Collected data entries

--- --- ---

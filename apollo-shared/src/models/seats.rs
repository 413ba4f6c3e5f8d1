use serde::{Deserialize, Serialize};
use std::fmt;

/// A seat position inside a schedule's seat matrix.
///
/// On the wire a coordinate is a two-element array `[row, col]`, which is the
/// shape used by bulk release and blocked-seat queries.
#[derive(Debug, Clone, Copy, PartialEq, Eq, Hash, PartialOrd, Ord, Serialize, Deserialize)]
#[serde(from = "(u32, u32)", into = "(u32, u32)")]
pub struct SeatCoord {
    pub row: u32,
    pub col: u32,
}

impl SeatCoord {
    pub fn new(row: u32, col: u32) -> Self {
        Self { row, col }
    }
}

impl From<(u32, u32)> for SeatCoord {
    fn from((row, col): (u32, u32)) -> Self {
        Self { row, col }
    }
}

impl From<SeatCoord> for (u32, u32) {
    fn from(seat: SeatCoord) -> Self {
        (seat.row, seat.col)
    }
}

impl fmt::Display for SeatCoord {
    fn fmt(&self, f: &mut fmt::Formatter<'_>) -> fmt::Result {
        write!(f, "{}:{}", self.row, self.col)
    }
}

/// POST /movie/schedules/{id}/block-seat
#[derive(Debug, Clone, Serialize, Deserialize)]
pub struct BlockSeatRequest {
    pub row: u32,
    pub col: u32,
}

impl From<SeatCoord> for BlockSeatRequest {
    fn from(seat: SeatCoord) -> Self {
        Self { row: seat.row, col: seat.col }
    }
}

#[derive(Debug, Clone, Serialize, Deserialize)]
pub struct BlockSeatResponse {
    pub status: String,
    /// Raw expiry timestamp as sent by the server; parsed by the hold manager.
    pub expires: String,
}

/// POST /movie/schedules/{id}/release-seat
#[derive(Debug, Clone, Serialize, Deserialize)]
pub struct ReleaseSeatRequest {
    pub row: u32,
    pub col: u32,
}

impl From<SeatCoord> for ReleaseSeatRequest {
    fn from(seat: SeatCoord) -> Self {
        Self { row: seat.row, col: seat.col }
    }
}

#[derive(Debug, Clone, Serialize, Deserialize)]
pub struct ReleaseSeatResponse {
    pub status: String,
}

/// Response of POST /movie/schedules/{id}/release-seats. The request body is a
/// bare `[[row, col], ...]` array.
#[derive(Debug, Clone, Serialize, Deserialize)]
pub struct ReleaseSeatsResponse {
    pub released: u32,
}

/// GET /movie/schedules/{id}/blocked-seats
#[derive(Debug, Clone, Default, Serialize, Deserialize)]
pub struct BlockedSeatsResponse {
    #[serde(default)]
    pub blocked_seats: Vec<SeatCoord>,
}
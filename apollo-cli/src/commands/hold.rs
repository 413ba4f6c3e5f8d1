use std::sync::Arc;
use std::time::Duration;

use apollo_booking::{
    CheckoutOrchestrator, HoldError, HoldManager, HoldSession, SchedulerConfig, ToggleOutcome,
};
use apollo_catalog::{PriceTable, PricingEngine};
use apollo_core::{MockPaymentGateway, PaymentGateway, PriceListGateway, ScheduleGateway};
use apollo_shared::{HoldEvent, SeatCoord};
use apollo_store::BookingConfig;
use clap::Args;
use tokio::sync::broadcast::error::RecvError;

use super::{parse_seat, seats, Context};

#[derive(Debug, Args)]
pub struct HoldArgs {
    /// Showtime id
    pub schedule_id: i64,

    /// Seats as ROW:COL, zero-based
    #[arg(required = true, value_parser = parse_seat)]
    pub seats: Vec<SeatCoord>,

    /// Check out the held seats and open a payment session
    #[arg(long)]
    pub checkout: bool,

    /// Ticket type for every seat at checkout
    #[arg(long, requires = "checkout")]
    pub ticket_type: Option<String>,

    /// Keep the seats held until the countdown runs out
    #[arg(long, conflicts_with = "checkout")]
    pub wait: bool,
}

fn scheduler_config(booking: &BookingConfig) -> SchedulerConfig {
    SchedulerConfig {
        countdown: Duration::from_secs(booking.countdown_secs.max(1)),
        poll: Duration::from_secs(booking.poll_secs.max(1)),
    }
}

pub async fn execute(args: &HoldArgs, ctx: &Context) -> anyhow::Result<()> {
    let booking = &ctx.config.booking;
    let manager = HoldManager::new(args.schedule_id, ctx.seat_map(), ctx.client.clone(), ctx.clock.clone())
        .with_max_seats(booking.max_seats);
    let session = HoldSession::spawn(manager, scheduler_config(booking));
    let mut events = session.subscribe();

    let result = run(args, ctx, &session, &mut events).await;
    session.shutdown().await;
    result
}

async fn run(
    args: &HoldArgs,
    ctx: &Context,
    session: &HoldSession,
    events: &mut tokio::sync::broadcast::Receiver<HoldEvent>,
) -> anyhow::Result<()> {
    session.refresh().await??;

    for seat in &args.seats {
        match session.toggle_seat(seat.row, seat.col).await {
            Ok(ToggleOutcome::Held { expires_at }) => match expires_at {
                Some(at) => println!("Held {}:{} until {}", seat.row, seat.col, at.format("%H:%M:%S")),
                None => println!("Held {}:{}", seat.row, seat.col),
            },
            Ok(ToggleOutcome::HoldFailed { reason }) => println!("Could not hold {}:{}: {}", seat.row, seat.col, reason),
            Ok(ToggleOutcome::Released) => println!("Released {}:{}", seat.row, seat.col),
            Ok(ToggleOutcome::NotSelectable) => println!("Seat {}:{} is not available", seat.row, seat.col),
            Err(HoldError::SeatLimit { max }) => {
                println!("You can select at most {} seats", max);
                break;
            }
            Err(e) => return Err(e.into()),
        }
    }

    let snapshot = session.snapshot().await?;
    if !ctx.is_json() {
        let mut map = ctx.seat_map();
        map.replace_blocked(snapshot.blocked.iter().copied());
        println!("{}", seats::render(&map, &snapshot.selected));
    }
    if snapshot.selected.is_empty() {
        return ctx.emit(&snapshot, || "No seats held".to_string());
    }

    if args.checkout {
        checkout(args, ctx, session).await
    } else if args.wait {
        wait_for_expiry(ctx, events).await
    } else {
        ctx.emit(&snapshot, || match snapshot.remaining_secs {
            Some(secs) => format!("{} seat(s) held, {}s left", snapshot.selected.len(), secs),
            None => format!("{} seat(s) selected", snapshot.selected.len()),
        })
    }
}

async fn checkout(args: &HoldArgs, ctx: &Context, session: &HoldSession) -> anyhow::Result<()> {
    let schedule = ctx.client.get_schedule(args.schedule_id).await?;
    let prices = ctx.client.ticket_prices().await?;
    let engine = Arc::new(PricingEngine::new(PriceTable::new(prices)));

    let ticket_type = args
        .ticket_type
        .as_deref()
        .unwrap_or(&ctx.config.booking.default_ticket_type);
    let cart = session
        .begin_checkout(engine, schedule.date, &schedule.time, ticket_type)
        .await?;

    if !ctx.is_json() {
        for item in cart.items() {
            println!("{}{}  {:<12} {:>8.2}", item.row_label, item.seat_number, item.ticket_type, item.price);
        }
        println!("Total {:>22.2}", cart.total());
    }

    let payments: Arc<dyn PaymentGateway> = if ctx.config.booking.mock_payments {
        Arc::new(MockPaymentGateway)
    } else {
        ctx.client.clone()
    };
    let orchestrator = CheckoutOrchestrator::new(payments);

    match orchestrator.start_payment(&cart, args.schedule_id, schedule.hall).await {
        Ok(checkout) => {
            if ctx.config.booking.mock_payments {
                session.complete_payment().await?;
            }
            ctx.emit(&checkout, || format!("Pay at {}", checkout.url))
        }
        Err(e) => {
            session.cancel_checkout().await?;
            Err(e.into())
        }
    }
}

async fn wait_for_expiry(
    ctx: &Context,
    events: &mut tokio::sync::broadcast::Receiver<HoldEvent>,
) -> anyhow::Result<()> {
    loop {
        let event = tokio::select! {
            event = events.recv() => event,
            _ = tokio::signal::ctrl_c() => {
                println!("Interrupted, seats stay held until their deadline");
                return Ok(());
            }
        };

        match event {
            Ok(HoldEvent::CountdownTick { remaining_secs, .. }) => {
                if remaining_secs % 10 == 0 && !ctx.is_json() {
                    println!("{}s left", remaining_secs);
                }
            }
            Ok(HoldEvent::HoldFailed { seat, reason, .. }) => {
                println!("Hold on {}:{} failed: {}", seat.row, seat.col, reason);
            }
            Ok(event @ HoldEvent::HoldExpired { .. }) => {
                return ctx.emit(&event, || match &event {
                    HoldEvent::HoldExpired { released, .. } => {
                        format!("Time is up, released {} seat(s)", released.len())
                    }
                    _ => String::new(),
                });
            }
            Ok(_) | Err(RecvError::Lagged(_)) => continue,
            Err(RecvError::Closed) => return Ok(()),
        }
    }
}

--- --- ---

Filter the records above for "emit" and copy every matching line.

» Answer section:
        return ctx.emit(&snapshot, || "No seats held".to_string());
        ctx.emit(&snapshot, || match snapshot.remaining_secs {
            ctx.emit(&checkout, || format!("Pay at {}", checkout.url))
                return ctx.emit(&event, || match &event {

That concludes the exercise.